Long cites two conditions for successful survival: fleeing from predators and feeding. Feeding is represented in Long’s model by the prey’s ability to detect a light source — in this case, the spotlight in the tank. “We toss a predator in the tank and say, jeepers — can we evolve our population of robots so they become better at feeding and fleeing?”
From these experiments, Long records what models of prey survived the longest. He then finds out what physical characteristics about this model allowed it to survive, and from there, creates new models of fish based on those successful characteristics. Long essentially “evolves” the robotic fish.
He describes his robots not as exact replicas of early fish, but as “purposeful simplifications of life.” They give information about the essential abilities that allowed fish to behave and evolve. From these predator and prey studies, Long guesses fish might have developed more vertebrae in order to swim away from predators faster and keep closer to feeding sources.
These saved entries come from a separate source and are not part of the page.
//! LMDB Catalog Store - Persistent storage for static economy reference data
//!
//! Holds the item catalog and crafting recipes in LMDB for fast read access.
//! Both are loaded once at startup (seed or provisioning tooling) and are
//! read-only from the economy core's perspective: the Ledger never mutates
//! them, it only validates item ids against them.

use heed::{Database, Env, EnvOpenOptions};
use serde::{Deserialize, Serialize};
use std::path::Path;
use std::sync::Arc;
use tracing::{debug, info};

/// Maximum number of ingredients a recipe may carry
pub const MAX_RECIPE_INGREDIENTS: usize = 5;

/// Item-type metadata. `rarity` is monotonic: higher = rarer, 0 = most common.
#[derive(Debug, Clone, PartialEq, Serialize, Deserialize)]
pub struct CatalogEntry {
    pub item_id: String,
    pub display_name: String,
    pub category: String,
    pub description: String,
    pub rarity: u32,
}

/// One weighted ingredient of a recipe
#[derive(Debug, Clone, PartialEq, Serialize, Deserialize)]
pub struct RecipeIngredient {
    pub item_id: String,
    pub quantity: f64,
}

/// Crafting recipe, keyed by the item it produces (one recipe per target).
/// Applying it consumes every ingredient and mints one unit of the target.
#[derive(Debug, Clone, PartialEq, Serialize, Deserialize)]
pub struct Recipe {
    pub target_item_id: String,
    pub ingredients: Vec<RecipeIngredient>,
}

/// Error type for catalog store operations
#[derive(Debug, thiserror::Error)]
pub enum TemplateStoreError {
    #[error("LMDB error: {0}")]
    Heed(#[from] heed::Error),
    #[error("Serialization error: {0}")]
    Serialization(String),
    #[error("IO error: {0}")]
    Io(#[from] std::io::Error),
}

/// LMDB-backed store for catalog entries and recipes
pub struct CatalogStore {
    env: Arc<Env>,
    /// Database for item-type metadata, keyed by item id
    items: Database<heed::types::Str, heed::types::Bytes>,
    /// Database for crafting recipes, keyed by target item id
    recipes: Database<heed::types::Str, heed::types::Bytes>,
}

impl CatalogStore {
    /// Open or create the catalog store
    ///
    /// # Arguments
    /// * `path` - Directory for LMDB data files
    /// * `max_size` - Maximum database size in bytes (page-aligned)
    pub fn new<P: AsRef<Path>>(path: P, max_size: usize) -> Result<Self, TemplateStoreError> {
        std::fs::create_dir_all(&path)?;

        let env = unsafe {
            EnvOpenOptions::new()
                .map_size(max_size)
                .max_dbs(2)
                .open(path)?
        };

        let mut wtxn = env.write_txn()?;
        let items =
            env.create_database::<heed::types::Str, heed::types::Bytes>(&mut wtxn, Some("items"))?;
        let recipes = env
            .create_database::<heed::types::Str, heed::types::Bytes>(&mut wtxn, Some("recipes"))?;
        wtxn.commit()?;

        info!(
            "LMDB catalog store initialized ({}MB)",
            max_size / (1024 * 1024)
        );

        Ok(Self {
            env: Arc::new(env),
            items,
            recipes,
        })
    }

    // ========================================================================
    // Generic CRUD operations
    // ========================================================================

    fn put<T: Serialize>(
        &self,
        db: Database<heed::types::Str, heed::types::Bytes>,
        key: &str,
        value: &T,
    ) -> Result<(), TemplateStoreError> {
        let bytes = bincode::serialize(value)
            .map_err(|e| TemplateStoreError::Serialization(e.to_string()))?;
        let mut wtxn = self.env.write_txn()?;
        db.put(&mut wtxn, key, &bytes)?;
        wtxn.commit()?;
        debug!("Stored catalog entry: {}", key);
        Ok(())
    }

    fn get<T: for<'de> Deserialize<'de>>(
        &self,
        db: Database<heed::types::Str, heed::types::Bytes>,
        key: &str,
    ) -> Result<Option<T>, TemplateStoreError> {
        let rtxn = self.env.read_txn()?;
        match db.get(&rtxn, key)? {
            Some(bytes) => {
                let value = bincode::deserialize(bytes)
                    .map_err(|e| TemplateStoreError::Serialization(e.to_string()))?;
                Ok(Some(value))
            }
            None => Ok(None),
        }
    }

    fn get_all<T: for<'de> Deserialize<'de>>(
        &self,
        db: Database<heed::types::Str, heed::types::Bytes>,
    ) -> Result<Vec<T>, TemplateStoreError> {
        let rtxn = self.env.read_txn()?;
        let mut results = Vec::new();
        let iter = db.iter(&rtxn)?;
        for entry in iter {
            let (_, bytes) = entry?;
            let value = bincode::deserialize(bytes)
                .map_err(|e| TemplateStoreError::Serialization(e.to_string()))?;
            results.push(value);
        }
        Ok(results)
    }

    fn count(
        &self,
        db: Database<heed::types::Str, heed::types::Bytes>,
    ) -> Result<usize, TemplateStoreError> {
        let rtxn = self.env.read_txn()?;
        Ok(db.len(&rtxn)? as usize)
    }

    // ========================================================================
    // Items
    // ========================================================================

    /// Store an item-type entry (seeding/provisioning only)
    pub fn put_item(&self, entry: &CatalogEntry) -> Result<(), TemplateStoreError> {
        self.put(self.items, &entry.item_id, entry)
    }

    /// Get an item-type entry by id
    pub fn get_item(&self, item_id: &str) -> Result<Option<CatalogEntry>, TemplateStoreError> {
        self.get(self.items, item_id)
    }

    /// Whether the catalog recognizes this item id
    pub fn item_exists(&self, item_id: &str) -> Result<bool, TemplateStoreError> {
        let rtxn = self.env.read_txn()?;
        Ok(self.items.get(&rtxn, item_id)?.is_some())
    }

    /// All item-type entries
    pub fn get_all_items(&self) -> Result<Vec<CatalogEntry>, TemplateStoreError> {
        self.get_all(self.items)
    }

    pub fn count_items(&self) -> Result<usize, TemplateStoreError> {
        self.count(self.items)
    }

    // ========================================================================
    // Recipes
    // ========================================================================

    /// Store a recipe, keyed by its target item (seeding/provisioning only)
    pub fn put_recipe(&self, recipe: &Recipe) -> Result<(), TemplateStoreError> {
        self.put(self.recipes, &recipe.target_item_id, recipe)
    }

    /// Get the recipe producing `target_item_id`
    pub fn get_recipe(&self, target_item_id: &str) -> Result<Option<Recipe>, TemplateStoreError> {
        self.get(self.recipes, target_item_id)
    }

    /// All recipes
    pub fn get_all_recipes(&self) -> Result<Vec<Recipe>, TemplateStoreError> {
        self.get_all(self.recipes)
    }

    pub fn count_recipes(&self) -> Result<usize, TemplateStoreError> {
        self.count(self.recipes)
    }
}
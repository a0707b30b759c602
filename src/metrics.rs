//! Server Metrics — Lightweight request/economy metrics with Prometheus + JSON export
//!
//! Uses lock-free atomics for all counters. No external metrics crate needed.
//!
//! ## Endpoints
//! - `GET /metrics` — Prometheus text format (for Grafana/Prometheus scraping)
//! - `GET /metrics/json` — JSON format (for ops tooling)

use axum::{
    body::Body,
    extract::State,
    http::Request,
    middleware::Next,
    response::{IntoResponse, Response},
    Json,
};
use serde::Serialize;
use std::sync::atomic::{AtomicU64, Ordering};
use std::sync::Arc;
use std::time::Instant;

use crate::api::ApiState;

/// Shared metrics state (all lock-free atomics)
#[derive(Debug)]
pub struct ServerMetrics {
    /// Total HTTP requests served
    pub total_requests: AtomicU64,
    /// Total request errors (4xx + 5xx)
    pub total_errors: AtomicU64,
    /// Cumulative request duration in microseconds (for computing average)
    pub total_duration_us: AtomicU64,
    /// Damage events ingested
    pub damage_events: AtomicU64,
    /// Items produced by the drop gate
    pub items_dropped: AtomicU64,
    /// Paid gacha draws performed
    pub gacha_pulls: AtomicU64,
    /// Successful crafts
    pub crafts_completed: AtomicU64,
    /// Marketplace listings created
    pub listings_created: AtomicU64,
    /// Marketplace purchases completed
    pub trades_completed: AtomicU64,
    /// Server start time (for uptime calculation)
    pub start_time: Instant,
}

impl Default for ServerMetrics {
    fn default() -> Self {
        Self {
            total_requests: AtomicU64::new(0),
            total_errors: AtomicU64::new(0),
            total_duration_us: AtomicU64::new(0),
            damage_events: AtomicU64::new(0),
            items_dropped: AtomicU64::new(0),
            gacha_pulls: AtomicU64::new(0),
            crafts_completed: AtomicU64::new(0),
            listings_created: AtomicU64::new(0),
            trades_completed: AtomicU64::new(0),
            start_time: Instant::now(),
        }
    }
}

impl ServerMetrics {
    pub fn new() -> Arc<Self> {
        Arc::new(Self::default())
    }

    pub fn record_request(&self, duration_us: u64, is_error: bool) {
        self.total_requests.fetch_add(1, Ordering::Relaxed);
        self.total_duration_us.fetch_add(duration_us, Ordering::Relaxed);
        if is_error {
            self.total_errors.fetch_add(1, Ordering::Relaxed);
        }
    }

    pub fn uptime_secs(&self) -> f64 {
        self.start_time.elapsed().as_secs_f64()
    }

    pub fn requests_per_second(&self) -> f64 {
        let total = self.total_requests.load(Ordering::Relaxed) as f64;
        let uptime = self.uptime_secs();
        if uptime > 0.0 {
            total / uptime
        } else {
            0.0
        }
    }

    pub fn avg_duration_ms(&self) -> f64 {
        let total = self.total_requests.load(Ordering::Relaxed);
        let dur_us = self.total_duration_us.load(Ordering::Relaxed);
        if total > 0 {
            (dur_us as f64 / total as f64) / 1000.0
        } else {
            0.0
        }
    }
}

// ============================================================================
// Axum Middleware — Automatic request tracking
// ============================================================================

/// Middleware that records request count and duration for every HTTP request.
pub async fn metrics_middleware(
    State(state): State<ApiState>,
    req: Request<Body>,
    next: Next,
) -> Response {
    let start = Instant::now();
    let resp = next.run(req).await;
    let duration_us = start.elapsed().as_micros() as u64;
    let is_error = resp.status().is_client_error() || resp.status().is_server_error();

    state.metrics.record_request(duration_us, is_error);
    resp
}

// ============================================================================
// GET /metrics — Prometheus text exposition format
// ============================================================================

pub async fn prometheus_handler(State(state): State<ApiState>) -> impl IntoResponse {
    let m = &state.metrics;
    let total_requests = m.total_requests.load(Ordering::Relaxed);
    let total_errors = m.total_errors.load(Ordering::Relaxed);
    let total_dur_us = m.total_duration_us.load(Ordering::Relaxed);
    let uptime = m.uptime_secs();
    let rps = m.requests_per_second();

    let avg_req_duration_s = if total_requests > 0 {
        (total_dur_us as f64 / total_requests as f64) / 1_000_000.0
    } else {
        0.0
    };

    let damage_events = m.damage_events.load(Ordering::Relaxed);
    let items_dropped = m.items_dropped.load(Ordering::Relaxed);
    let gacha_pulls = m.gacha_pulls.load(Ordering::Relaxed);
    let crafts = m.crafts_completed.load(Ordering::Relaxed);
    let listings = m.listings_created.load(Ordering::Relaxed);
    let trades = m.trades_completed.load(Ordering::Relaxed);

    let body = format!(
        "# HELP starforge_requests_total Total HTTP requests served\n\
         # TYPE starforge_requests_total counter\n\
         starforge_requests_total {total_requests}\n\
         \n\
         # HELP starforge_request_errors_total Total HTTP request errors (4xx/5xx)\n\
         # TYPE starforge_request_errors_total counter\n\
         starforge_request_errors_total {total_errors}\n\
         \n\
         # HELP starforge_request_duration_seconds Average request duration\n\
         # TYPE starforge_request_duration_seconds gauge\n\
         starforge_request_duration_seconds {avg_req_duration_s:.6}\n\
         \n\
         # HELP starforge_requests_per_second Current request throughput\n\
         # TYPE starforge_requests_per_second gauge\n\
         starforge_requests_per_second {rps:.2}\n\
         \n\
         # HELP starforge_uptime_seconds Server uptime\n\
         # TYPE starforge_uptime_seconds counter\n\
         starforge_uptime_seconds {uptime:.0}\n\
         \n\
         # HELP starforge_damage_events_total Damage events ingested\n\
         # TYPE starforge_damage_events_total counter\n\
         starforge_damage_events_total {damage_events}\n\
         \n\
         # HELP starforge_items_dropped_total Items produced by the drop gate\n\
         # TYPE starforge_items_dropped_total counter\n\
         starforge_items_dropped_total {items_dropped}\n\
         \n\
         # HELP starforge_gacha_pulls_total Paid gacha draws performed\n\
         # TYPE starforge_gacha_pulls_total counter\n\
         starforge_gacha_pulls_total {gacha_pulls}\n\
         \n\
         # HELP starforge_crafts_total Successful crafts\n\
         # TYPE starforge_crafts_total counter\n\
         starforge_crafts_total {crafts}\n\
         \n\
         # HELP starforge_listings_created_total Marketplace listings created\n\
         # TYPE starforge_listings_created_total counter\n\
         starforge_listings_created_total {listings}\n\
         \n\
         # HELP starforge_trades_total Marketplace purchases completed\n\
         # TYPE starforge_trades_total counter\n\
         starforge_trades_total {trades}\n"
    );

    (
        [("content-type", "text/plain; version=0.0.4; charset=utf-8")],
        body,
    )
}

// ============================================================================
// GET /metrics/json — JSON snapshot
// ============================================================================

#[derive(Serialize)]
pub struct MetricsSnapshot {
    pub uptime_secs: f64,
    pub total_requests: u64,
    pub total_errors: u64,
    pub requests_per_second: f64,
    pub avg_duration_ms: f64,
    pub damage_events: u64,
    pub items_dropped: u64,
    pub gacha_pulls: u64,
    pub crafts_completed: u64,
    pub listings_created: u64,
    pub trades_completed: u64,
}

pub async fn json_metrics_handler(State(state): State<ApiState>) -> Json<MetricsSnapshot> {
    let m = &state.metrics;
    Json(MetricsSnapshot {
        uptime_secs: m.uptime_secs(),
        total_requests: m.total_requests.load(Ordering::Relaxed),
        total_errors: m.total_errors.load(Ordering::Relaxed),
        requests_per_second: m.requests_per_second(),
        avg_duration_ms: m.avg_duration_ms(),
        damage_events: m.damage_events.load(Ordering::Relaxed),
        items_dropped: m.items_dropped.load(Ordering::Relaxed),
        gacha_pulls: m.gacha_pulls.load(Ordering::Relaxed),
        crafts_completed: m.crafts_completed.load(Ordering::Relaxed),
        listings_created: m.listings_created.load(Ordering::Relaxed),
        trades_completed: m.trades_completed.load(Ordering::Relaxed),
    })
}

#[cfg(test)]
mod tests {
    use super::*;

    #[test]
    fn test_record_request_accumulates() {
        let metrics = ServerMetrics::default();
        metrics.record_request(1_000, false);
        metrics.record_request(3_000, true);

        assert_eq!(metrics.total_requests.load(Ordering::Relaxed), 2);
        assert_eq!(metrics.total_errors.load(Ordering::Relaxed), 1);
        assert!((metrics.avg_duration_ms() - 2.0).abs() < 1e-9);
    }
}
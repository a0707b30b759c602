//! Gacha Engine — currency-gated reward pulls
//!
//! A pull costs a flat 500 coins. Multi-pulls debit the whole cost once and
//! then perform independent categorical draws, each credited individually;
//! when the debit fails nothing is drawn or credited. The debit, the item
//! credits and the balance check all live in one ledger transaction.

use std::sync::Arc;

use tracing::info;

use crate::error::{EconomyError, EconomyResult};
use crate::reward::{RewardSampler, SampledItem};
use crate::storage::ledger::LedgerStore;

/// Flat currency cost of a single pull
pub const PULL_COST: f64 = 500.0;
/// Upper bound on pulls per request
pub const MAX_PULLS_PER_REQUEST: u32 = 100;

/// Wraps the sampler with a fixed-cost gate and applies results via the Ledger
pub struct GachaEngine {
    sampler: Arc<RewardSampler>,
    ledger: Arc<LedgerStore>,
}

impl GachaEngine {
    pub fn new(sampler: Arc<RewardSampler>, ledger: Arc<LedgerStore>) -> Self {
        Self { sampler, ledger }
    }

    /// One paid pull: debit 500, draw once, credit the item
    pub async fn pull(&self, account_id: &str) -> EconomyResult<SampledItem> {
        let mut items = self.pull_many(account_id, 1).await?;
        items
            .pop()
            .ok_or_else(|| EconomyError::InvariantViolation("single pull yielded no item".into()))
    }

    /// `count` paid pulls: debit `500 × count` once, then `count` independent
    /// draws, each credited. A failed debit applies zero draws.
    pub async fn pull_many(
        &self,
        account_id: &str,
        count: u32,
    ) -> EconomyResult<Vec<SampledItem>> {
        if count == 0 || count > MAX_PULLS_PER_REQUEST {
            return Err(EconomyError::Validation(format!(
                "pull count must be in 1..={MAX_PULLS_PER_REQUEST}, got {count}"
            )));
        }

        let draws = (0..count)
            .map(|_| self.sampler.pull())
            .collect::<EconomyResult<Vec<_>>>()?;

        let item_ids: Vec<String> = draws.iter().map(|item| item.item_id.clone()).collect();
        let total_cost = PULL_COST * f64::from(count);
        let balance = self
            .ledger
            .apply_gacha(account_id, total_cost, &item_ids)
            .await?;

        info!(
            "Gacha: {} pulled {} item(s) for {} (balance now {})",
            account_id, count, total_cost, balance
        );
        Ok(draws)
    }
}

#[cfg(test)]
mod tests {
    use super::*;
    use crate::storage::catalog::{CatalogEntry, CatalogStore};

    async fn engine() -> (GachaEngine, tempfile::TempDir) {
        let tmp = tempfile::tempdir().unwrap();
        let catalog =
            CatalogStore::new(tmp.path().join("catalog"), 10 * 1024 * 1024).unwrap();
        for (id, rarity) in [("ore_iron", 0), ("PrototechFrame", 11)] {
            catalog
                .put_item(&CatalogEntry {
                    item_id: id.into(),
                    display_name: id.into(),
                    category: "Test".into(),
                    description: String::new(),
                    rarity,
                })
                .unwrap();
        }
        let sampler = Arc::new(RewardSampler::new());
        sampler.refresh(&catalog).unwrap();
        let ledger = Arc::new(LedgerStore::in_memory(0.10).await.unwrap());
        (GachaEngine::new(sampler, ledger), tmp)
    }

    #[tokio::test]
    async fn test_single_pull_debits_flat_cost() {
        let (engine, _tmp) = engine().await;
        engine.ledger.credit_balance("a", 600.0).await.unwrap();

        let item = engine.pull("a").await.unwrap();
        assert!(!item.item_id.is_empty());

        let account = engine.ledger.get_account("a").await.unwrap().unwrap();
        assert_eq!(account.balance, 100.0);

        let total: f64 = engine
            .ledger
            .get_inventory("a")
            .await
            .unwrap()
            .iter()
            .map(|row| row.quantity)
            .sum();
        assert_eq!(total, 1.0);
    }

    #[tokio::test]
    async fn test_unaffordable_pull_draws_nothing() {
        let (engine, _tmp) = engine().await;
        engine.ledger.credit_balance("a", 499.0).await.unwrap();

        let err = engine.pull("a").await.unwrap_err();
        assert!(matches!(err, EconomyError::InsufficientFunds { .. }));
        assert_eq!(
            engine.ledger.get_account("a").await.unwrap().unwrap().balance,
            499.0
        );
        assert!(engine.ledger.get_inventory("a").await.unwrap().is_empty());
    }

    #[tokio::test]
    async fn test_multi_pull_debits_once_credits_each() {
        let (engine, _tmp) = engine().await;
        engine.ledger.credit_balance("a", 5_000.0).await.unwrap();

        let items = engine.pull_many("a", 10).await.unwrap();
        assert_eq!(items.len(), 10);

        let account = engine.ledger.get_account("a").await.unwrap().unwrap();
        assert_eq!(account.balance, 0.0);

        let total: f64 = engine
            .ledger
            .get_inventory("a")
            .await
            .unwrap()
            .iter()
            .map(|row| row.quantity)
            .sum();
        assert_eq!(total, 10.0);
    }

    #[tokio::test]
    async fn test_multi_pull_shortfall_is_all_or_nothing() {
        let (engine, _tmp) = engine().await;
        engine.ledger.credit_balance("a", 4_999.0).await.unwrap();

        let err = engine.pull_many("a", 10).await.unwrap_err();
        assert!(matches!(err, EconomyError::InsufficientFunds { have, need }
            if have == 4_999.0 && need == 5_000.0));
        assert!(engine.ledger.get_inventory("a").await.unwrap().is_empty());
    }

    #[tokio::test]
    async fn test_pull_count_bounds() {
        let (engine, _tmp) = engine().await;
        assert!(matches!(
            engine.pull_many("a", 0).await.unwrap_err(),
            EconomyError::Validation(_)
        ));
        assert!(matches!(
            engine
                .pull_many("a", MAX_PULLS_PER_REQUEST + 1)
                .await
                .unwrap_err(),
            EconomyError::Validation(_)
        ));
    }

    #[tokio::test]
    async fn test_pull_without_table_fails_before_debit() {
        let sampler = Arc::new(RewardSampler::new());
        let ledger = Arc::new(LedgerStore::in_memory(0.10).await.unwrap());
        ledger.credit_balance("a", 1_000.0).await.unwrap();
        let engine = GachaEngine::new(sampler, ledger);

        let err = engine.pull("a").await.unwrap_err();
        assert!(matches!(err, EconomyError::NotInitialized));
        assert_eq!(
            engine.ledger.get_account("a").await.unwrap().unwrap().balance,
            1_000.0
        );
    }
}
A Salon review of Long’s 2012 book, “Darwin’s Devices: What Evolving Robots Can Teach Us About the History of Life and the Future of Technology,” says the problems that Long confronts in his lab are essential to our evolutionary history as humans: “How did we get here? How much can we trust the symbols (words, images, digital signals) that dominate our lives?”
Long’s robots have garnered the attention of the U.S. Navy, which funded his work in the 1990s. As his book says, the navy was interested in “defense-related, bio-inspired robots.” But once the Office of Naval Research asked Long and his colleagues to explicitly write that their work will make “better weapons-delivery platforms” in their research proposals, Long wanted out. He did not want to contribute to war.
Back in the Abyss, Long’s research goals seem much simpler. Night has settled over Vassar’s campus, now blanketed by glittering snow. Long takes down a red rubber flipper hanging from the laboratory wall. He looks at it and touches its rubber flaps. “This was Madeleine’s flipper,” he says. “She’s on the road now, far from home.” Madeleine is the most famous of his robots. A four-flippered robot built to replicate giant prehistoric marine reptiles like the Loch Ness monster, she is currently on exhibit at the Field Museum in Chicago.
Madeleine hangs on the museum wall since she’s currently broken — the inevitable fate for a robot. “She’s a shell of her former self,” he says, hanging his head. Nevertheless, Madeleine is yet another example of Long’s curiosity to re-imagine extinct species.
According to his Vassar colleague, Cognitive Science director Ken Livingston, Long skillfully walks the line between “flights of fancy” and an ability to be anchored in concrete data. Long describes his philosophy quite simply in his book: “if we can build it, then we understand it.”